Появление в 1825-1835 гг. целого ряда краеведческих книг о Сибири стало существенным моментом литературного развития. «Письма из Сибири» (1828) П.А. Словцова, «Поездка в Якутск» (1833) Н.С. Щукина, «Поездка к Ледовитому морю» (1833) Фр. Белявского, «Записки об Енисейской губернии» (1833) И. Пестова, «Енисейская губерния» (1835) А.П. Степанова вместе с публикациями «Сибирского вестника» вводили русского читателя в мир Сибири, в сферу собственных наблюдений, но вместе с тем определяли критерии правды, естественности, «чистоты жанра». Полемическое начало всех этих публикаций было связано с выработкой нового взгляда на Сибирь, принципов объективного повествования. Они вели борьбу за истину в мелочах, за правдивое изображение Сибири8. "Но я не имел в виду путешествияживописного, и потому записки мои кратки, местами даже сухи, но верны. Слог цветущий мог бы придать им наружного блеска, но я желал только сделать ихполезными и записывал все как видел, строго придерживаясь простоты и ясности, чтоб сделать описания сии доступными читателям всех разрядов»9, – так формулирует свою позицию один из сибирских путешественников. Г.И. Спасский в полемике с В.В. Дмитриевым, стоявшим у истоков «Сибирского вестника», критикует его «Картины Сибири» за слог, «слишком изысканный и отзывающийся пиитическою прозою»10.

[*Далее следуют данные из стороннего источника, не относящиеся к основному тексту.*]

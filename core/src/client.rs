//! Stateless HTTP request builder and response parser for the booking API.
//!
//! # Design
//! `LumiClient` holds only a `base_url` and carries no mutable state between
//! calls. Each endpoint is split into a `build_*` method that produces an
//! `HttpRequest` and a `parse_*` method that consumes an `HttpResponse`.
//! The caller executes the HTTP round-trip in between, either through a
//! `Transport` or from a native host.
//!
//! Every endpoint except the city list requires a `CallerId`, sent as a
//! bearer header.

use chrono::NaiveDate;
use serde::de::DeserializeOwned;
use serde::Deserialize;

use crate::error::ApiError;
use crate::http::{HttpMethod, HttpRequest, HttpResponse};
use crate::session::CallerId;
use crate::types::{
    Ack, Booking, BookingRequest, City, CityId, MasterDetail, MasterId, MasterSummary, ServiceId,
    TimeSlot,
};

/// Inclusive range of days for the time-slot query.
#[derive(Debug, Clone, Copy, PartialEq, Eq)]
pub struct DateRange {
    from: NaiveDate,
    to: NaiveDate,
}

impl DateRange {
    pub fn new(from: NaiveDate, to: NaiveDate) -> Result<Self, ApiError> {
        if from > to {
            return Err(ApiError::InvalidRequest(format!(
                "date range starts after it ends ({from} > {to})"
            )));
        }
        Ok(Self { from, to })
    }

    /// A range covering a single day.
    pub fn day(date: NaiveDate) -> Self {
        Self { from: date, to: date }
    }

    pub fn first_day(&self) -> NaiveDate {
        self.from
    }

    pub fn last_day(&self) -> NaiveDate {
        self.to
    }

    fn query(&self) -> String {
        url::form_urlencoded::Serializer::new(String::new())
            .append_pair("date_from", &self.from.format("%Y-%m-%d").to_string())
            .append_pair("date_to", &self.to.format("%Y-%m-%d").to_string())
            .finish()
    }
}

/// Synchronous, stateless client for the booking API.
///
/// Builds `HttpRequest` values and parses `HttpResponse` values without
/// touching the network.
#[derive(Debug, Clone)]
pub struct LumiClient {
    base_url: String,
}

impl LumiClient {
    pub fn new(base_url: &str) -> Self {
        Self {
            base_url: base_url.trim_end_matches('/').to_string(),
        }
    }

    pub fn base_url(&self) -> &str {
        &self.base_url
    }

    pub fn build_list_masters(&self, caller: CallerId) -> HttpRequest {
        self.request(HttpMethod::Get, "/api/masters", Some(caller))
    }

    pub fn build_get_master(&self, caller: CallerId, master_id: MasterId) -> HttpRequest {
        self.request(HttpMethod::Get, &format!("/api/masters/{master_id}"), Some(caller))
    }

    pub fn build_list_time_slots(
        &self,
        caller: CallerId,
        master_id: MasterId,
        service_id: ServiceId,
        range: &DateRange,
    ) -> HttpRequest {
        let path = format!(
            "/api/masters/{master_id}/services/{service_id}/time-slots?{}",
            range.query()
        );
        self.request(HttpMethod::Get, &path, Some(caller))
    }

    pub fn build_create_booking(
        &self,
        caller: CallerId,
        input: &BookingRequest,
    ) -> Result<HttpRequest, ApiError> {
        let body =
            serde_json::to_string(input).map_err(|e| ApiError::SerializationError(e.to_string()))?;
        let mut request = self.request(HttpMethod::Post, "/api/bookings", Some(caller));
        request
            .headers
            .push(("content-type".to_string(), "application/json".to_string()));
        request.body = Some(body);
        Ok(request)
    }

    pub fn build_list_bookings(&self, caller: CallerId) -> HttpRequest {
        self.request(HttpMethod::Get, "/api/bookings", Some(caller))
    }

    pub fn build_add_master(&self, caller: CallerId, master_id: MasterId) -> HttpRequest {
        self.request(HttpMethod::Post, &format!("/api/masters/{master_id}/add"), Some(caller))
    }

    pub fn build_remove_master(&self, caller: CallerId, master_id: MasterId) -> HttpRequest {
        self.request(
            HttpMethod::Delete,
            &format!("/api/masters/{master_id}/remove"),
            Some(caller),
        )
    }

    /// The city list is public; no credential is attached.
    pub fn build_list_cities(&self) -> HttpRequest {
        self.request(HttpMethod::Get, "/api/cities", None)
    }

    pub fn build_list_city_masters(&self, caller: CallerId, city_id: CityId) -> HttpRequest {
        self.request(HttpMethod::Get, &format!("/api/cities/{city_id}/masters"), Some(caller))
    }

    pub fn parse_list_masters(&self, response: HttpResponse) -> Result<Vec<MasterSummary>, ApiError> {
        parse_json(response)
    }

    pub fn parse_get_master(&self, response: HttpResponse) -> Result<MasterDetail, ApiError> {
        parse_json(response)
    }

    pub fn parse_list_time_slots(&self, response: HttpResponse) -> Result<Vec<TimeSlot>, ApiError> {
        parse_json(response)
    }

    pub fn parse_create_booking(&self, response: HttpResponse) -> Result<Booking, ApiError> {
        parse_json(response)
    }

    pub fn parse_list_bookings(&self, response: HttpResponse) -> Result<Vec<Booking>, ApiError> {
        parse_json(response)
    }

    pub fn parse_add_master(&self, response: HttpResponse) -> Result<Ack, ApiError> {
        parse_json(response)
    }

    pub fn parse_remove_master(&self, response: HttpResponse) -> Result<Ack, ApiError> {
        parse_json(response)
    }

    pub fn parse_list_cities(&self, response: HttpResponse) -> Result<Vec<City>, ApiError> {
        parse_json(response)
    }

    pub fn parse_list_city_masters(
        &self,
        response: HttpResponse,
    ) -> Result<Vec<MasterSummary>, ApiError> {
        parse_json(response)
    }

    fn request(&self, method: HttpMethod, path: &str, caller: Option<CallerId>) -> HttpRequest {
        HttpRequest {
            method,
            path: format!("{}{path}", self.base_url),
            headers: caller.map(CallerId::authorization).into_iter().collect(),
            body: None,
        }
    }
}

/// Error document the server sends with non-200 responses.
#[derive(Deserialize)]
struct ErrorBody {
    detail: serde_json::Value,
}

fn parse_json<T: DeserializeOwned>(response: HttpResponse) -> Result<T, ApiError> {
    check_status(&response)?;
    serde_json::from_str(&response.body).map_err(|e| ApiError::DeserializationError(e.to_string()))
}

/// Map non-200 status codes to the appropriate `ApiError` variant.
fn check_status(response: &HttpResponse) -> Result<(), ApiError> {
    match response.status {
        200 => Ok(()),
        404 => Err(ApiError::NotFound(error_message(&response.body, "resource not found"))),
        status @ (401 | 403) => Err(ApiError::Unauthorized {
            status,
            message: error_message(&response.body, "credential rejected"),
        }),
        status => Err(ApiError::HttpError {
            status,
            message: error_message(&response.body, "unexpected status"),
        }),
    }
}

/// The server's `detail` text if present, else the raw body, else `fallback`.
fn error_message(body: &str, fallback: &str) -> String {
    if let Ok(ErrorBody {
        detail: serde_json::Value::String(detail),
    }) = serde_json::from_str::<ErrorBody>(body)
    {
        if !detail.is_empty() {
            return detail;
        }
    }
    let body = body.trim();
    if body.is_empty() {
        fallback.to_string()
    } else {
        body.to_string()
    }
}
use tracing_subscriber::{layer::SubscriberExt, util::SubscriberInitExt, EnvFilter};

/// Install the compact stderr subscriber used by the `lumi` binary.
/// `RUST_LOG` overrides the crate default.
pub fn init_cli_logger(verbose: bool) {
    let default = if verbose {
        "lumi_core=debug,info"
    } else {
        "lumi_core=warn"
    };
    let filter = EnvFilter::try_from_default_env().unwrap_or_else(|_| EnvFilter::new(default));

    tracing_subscriber::registry()
        .with(filter)
        .with(
            tracing_subscriber::fmt::layer()
                .with_writer(std::io::stderr)
                .with_target(false)
                .compact(),
        )
        .init();
}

Разумеется, у этой «правды» и «пользы» были свои границы и возможности, но пафос их предуведомлений, предисловий, введений формировал новое отношение к материалу, его описанию и художественной обработке. Именно об этом размышляет на страницах «Московского телеграфа» Н. Полевой, сибиряк по происхождению, пропагандируя достижения своих земляков. Уже в первой рецензии 1828 г. на «Письма из Сибири» Словцова он отмечает то, что будет ценить во всех сочинениях сибиряков. «Сибирь, столь мало и столь неверно описываемая доныне, является здесь в картине верной, снятой в природе человеком опытным, умеющим замечать и близко знающим предмет своих замечаний»11. Выступая в роли пропагандиста Сибири, ее культуры: «Сибирь, золотое дно для предков наших и для нас, может быть золотым дном и для наблюдательного путешественника. И там Историк, Географ, Поэт найдут для себя много работы»12, Полевой постоянно подчеркивает в произведениях своих земляков достоверность, документальность, видит в них источник «известий об отечестве нашем, из коих можно было бы составить порядочное описание России», призывает «дорожить и материалами, ибо они уже степень к возведению прекрасного здания»13.

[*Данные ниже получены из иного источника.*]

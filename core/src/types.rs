//! Response models for the booking API.
//!
//! # Design
//! Every type mirrors one JSON shape the server produces (or, for
//! `BookingRequest`, consumes). Field names follow the server's snake_case
//! keys so no renaming is needed. Models are immutable snapshots: the
//! client never edits them, a refresh replaces the whole collection.
//!
//! Two shapes the server leaves loosely typed are tightened here:
//! `work_schedule` is a list of `WorkPeriod` rather than free-form maps, and
//! booking `status` is an open `BookingStatus` that keeps unknown values.

use std::fmt;

use chrono::{NaiveDate, NaiveDateTime, NaiveTime, Weekday};
use serde::{Deserialize, Serialize};

pub type MasterId = i64;
pub type ServiceId = i64;
pub type CityId = i64;
pub type BookingId = i64;

/// A master as shown in list screens.
#[derive(Debug, Clone, Serialize, Deserialize, PartialEq, Eq)]
pub struct MasterSummary {
    pub id: MasterId,
    pub name: String,
    pub description: Option<String>,
    pub avatar_url: Option<String>,
    pub city_name: Option<String>,
    pub services_count: u32,
}

/// A service offered by a master.
#[derive(Debug, Clone, Serialize, Deserialize, PartialEq)]
pub struct Service {
    pub id: ServiceId,
    pub title: String,
    pub description: Option<String>,
    pub price: f64,
    pub duration_mins: u32,
    pub category_name: Option<String>,
    #[serde(default)]
    pub portfolio_photos: Vec<String>,
}

/// One recurring working interval. `weekday` counts from 0 = Monday.
#[derive(Debug, Clone, Serialize, Deserialize, PartialEq, Eq)]
pub struct WorkPeriod {
    #[serde(rename = "weekday")]
    pub weekday_index: u8,
    pub start_time: String,
    pub end_time: String,
}

impl WorkPeriod {
    pub fn weekday(&self) -> Option<Weekday> {
        match self.weekday_index {
            0 => Some(Weekday::Mon),
            1 => Some(Weekday::Tue),
            2 => Some(Weekday::Wed),
            3 => Some(Weekday::Thu),
            4 => Some(Weekday::Fri),
            5 => Some(Weekday::Sat),
            6 => Some(Weekday::Sun),
            _ => None,
        }
    }
}

/// Full master page: profile, services and weekly schedule.
#[derive(Debug, Clone, Serialize, Deserialize, PartialEq)]
pub struct MasterDetail {
    pub id: MasterId,
    pub name: String,
    pub description: Option<String>,
    pub avatar_url: Option<String>,
    pub city: Option<String>,
    #[serde(default)]
    pub services: Vec<Service>,
    #[serde(default)]
    pub work_schedule: Vec<WorkPeriod>,
}

impl MasterDetail {
    pub fn service(&self, id: ServiceId) -> Option<&Service> {
        self.services.iter().find(|service| service.id == id)
    }

    /// Whether `booking` is the confirmation of `request` made against this
    /// master: the request targets this master and one of its services, and
    /// the confirmation names both.
    pub fn confirms(&self, request: &BookingRequest, booking: &Booking) -> bool {
        if request.master_id != self.id || booking.master_name != self.name {
            return false;
        }
        self.service(request.service_id)
            .is_some_and(|service| service.title == booking.service_title)
    }
}

/// One bookable interval. `time` is `HH:MM` as sent by the server.
#[derive(Debug, Clone, Serialize, Deserialize, PartialEq, Eq)]
pub struct TimeSlot {
    pub date: NaiveDate,
    pub time: String,
    pub available: bool,
}

impl TimeSlot {
    /// Combined start of the slot, or `None` if `time` is malformed.
    pub fn starts_at(&self) -> Option<NaiveDateTime> {
        let time = NaiveTime::parse_from_str(&self.time, "%H:%M")
            .or_else(|_| NaiveTime::parse_from_str(&self.time, "%H:%M:%S"))
            .ok()?;
        Some(self.date.and_time(time))
    }
}

/// Request payload for creating a booking.
#[derive(Debug, Clone, Serialize, Deserialize, PartialEq, Eq)]
pub struct BookingRequest {
    pub master_id: MasterId,
    pub service_id: ServiceId,
    pub start_datetime: NaiveDateTime,
    #[serde(default, skip_serializing_if = "Option::is_none")]
    pub comment: Option<String>,
}

impl BookingRequest {
    pub fn new(master_id: MasterId, service_id: ServiceId, start_datetime: NaiveDateTime) -> Self {
        Self {
            master_id,
            service_id,
            start_datetime,
            comment: None,
        }
    }

    /// Build a request for an available slot. Returns `None` for a slot that
    /// is taken or whose time cannot be parsed.
    pub fn for_slot(master_id: MasterId, service_id: ServiceId, slot: &TimeSlot) -> Option<Self> {
        if !slot.available {
            return None;
        }
        slot.starts_at()
            .map(|start| Self::new(master_id, service_id, start))
    }

    pub fn with_comment(mut self, comment: impl Into<String>) -> Self {
        self.comment = Some(comment.into());
        self
    }
}

/// Booking status as reported by the server.
///
/// Only `"confirmed"` has been observed so far; anything else is kept
/// verbatim in `Other` and serialized back unchanged.
#[derive(Debug, Clone, PartialEq, Eq, Serialize, Deserialize)]
#[serde(from = "String", into = "String")]
pub enum BookingStatus {
    Confirmed,
    Other(String),
}

impl BookingStatus {
    pub fn as_str(&self) -> &str {
        match self {
            BookingStatus::Confirmed => "confirmed",
            BookingStatus::Other(raw) => raw,
        }
    }
}

impl From<String> for BookingStatus {
    fn from(raw: String) -> Self {
        match raw.as_str() {
            "confirmed" => BookingStatus::Confirmed,
            _ => BookingStatus::Other(raw),
        }
    }
}

impl From<BookingStatus> for String {
    fn from(status: BookingStatus) -> Self {
        match status {
            BookingStatus::Confirmed => "confirmed".to_string(),
            BookingStatus::Other(raw) => raw,
        }
    }
}

impl fmt::Display for BookingStatus {
    fn fmt(&self, f: &mut fmt::Formatter<'_>) -> fmt::Result {
        f.write_str(self.as_str())
    }
}

/// A booking confirmation, as returned by create and list.
///
/// Date-times are kept as the server's ISO strings: the server echoes the
/// client's offset when one was sent, so no single chrono type fits all.
#[derive(Debug, Clone, Serialize, Deserialize, PartialEq)]
pub struct Booking {
    pub id: BookingId,
    pub master_name: String,
    pub service_title: String,
    pub start_datetime: String,
    pub end_datetime: String,
    pub price: f64,
    pub status: BookingStatus,
}

/// Which of a city's localized names to show.
#[derive(Debug, Clone, Copy, PartialEq, Eq, Default)]
pub enum Locale {
    #[default]
    Ru,
    Local,
    En,
}

/// Static reference data for city filters.
#[derive(Debug, Clone, Serialize, Deserialize, PartialEq, Eq)]
pub struct City {
    pub id: CityId,
    pub name_ru: String,
    pub name_local: String,
    pub name_en: String,
}

impl City {
    pub fn name(&self, locale: Locale) -> &str {
        match locale {
            Locale::Ru => &self.name_ru,
            Locale::Local => &self.name_local,
            Locale::En => &self.name_en,
        }
    }
}

/// Generic acknowledgement returned by add/remove master.
#[derive(Debug, Clone, Serialize, Deserialize, PartialEq, Eq)]
pub struct Ack {
    pub success: bool,
    pub message: String,
}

Это пожелание Полевого не замедлило осуществиться. Именно краеведческие материалы, а по сути первые факты регионального самосознания, неразрывно связанные с философией национального и эстетикой романтического местного колорита, с поэтикой исторического повествования, взрыхлили почву для рождения сибирской беллетристики 1830-х годов. М.К. Азадовский, впервые осмысливший этот феномен как определенную эстетическую и поэтическую систему, привел впечатляющий перечень образцов сибирской историко-этнографической и бытовой повести14. От повести Н. Полевого «Сохатый» (1830), которую Н. Щукин назовет «знаменем литературного восстания сибиряков», через творчество сибиряков-прозаиков, прежде всего И. Калашникова, Н. Щукина, Н. Бобылева, П. Ершова, создавших в течение 1831-1841 гг. более десятка «знаковых» повестей, открывалась история романтической литературы Сибири. Знаковость этих повестей как органической части сибирского текста определялась несколькими моментами.
Во-первых, сибирский материал становится объектом художественного осмысления. В недрах этих повестей рождаются сибирские образы и сюжеты. Так, уже Н. Полевой, несмотря на тяготение сюжета «Сохатого» к традиции разбойничьей романтической повести, актуализирует тему ссылки и изгнанничества. Борьба «скромных деятелей служилой интеллигенции, или духовенства, или купечества с произволом местной, несправедливой и развратной высшей администрации и их агентами»15, по мнению М.К. Азадовского, определяет тематику сибирской беллетристики.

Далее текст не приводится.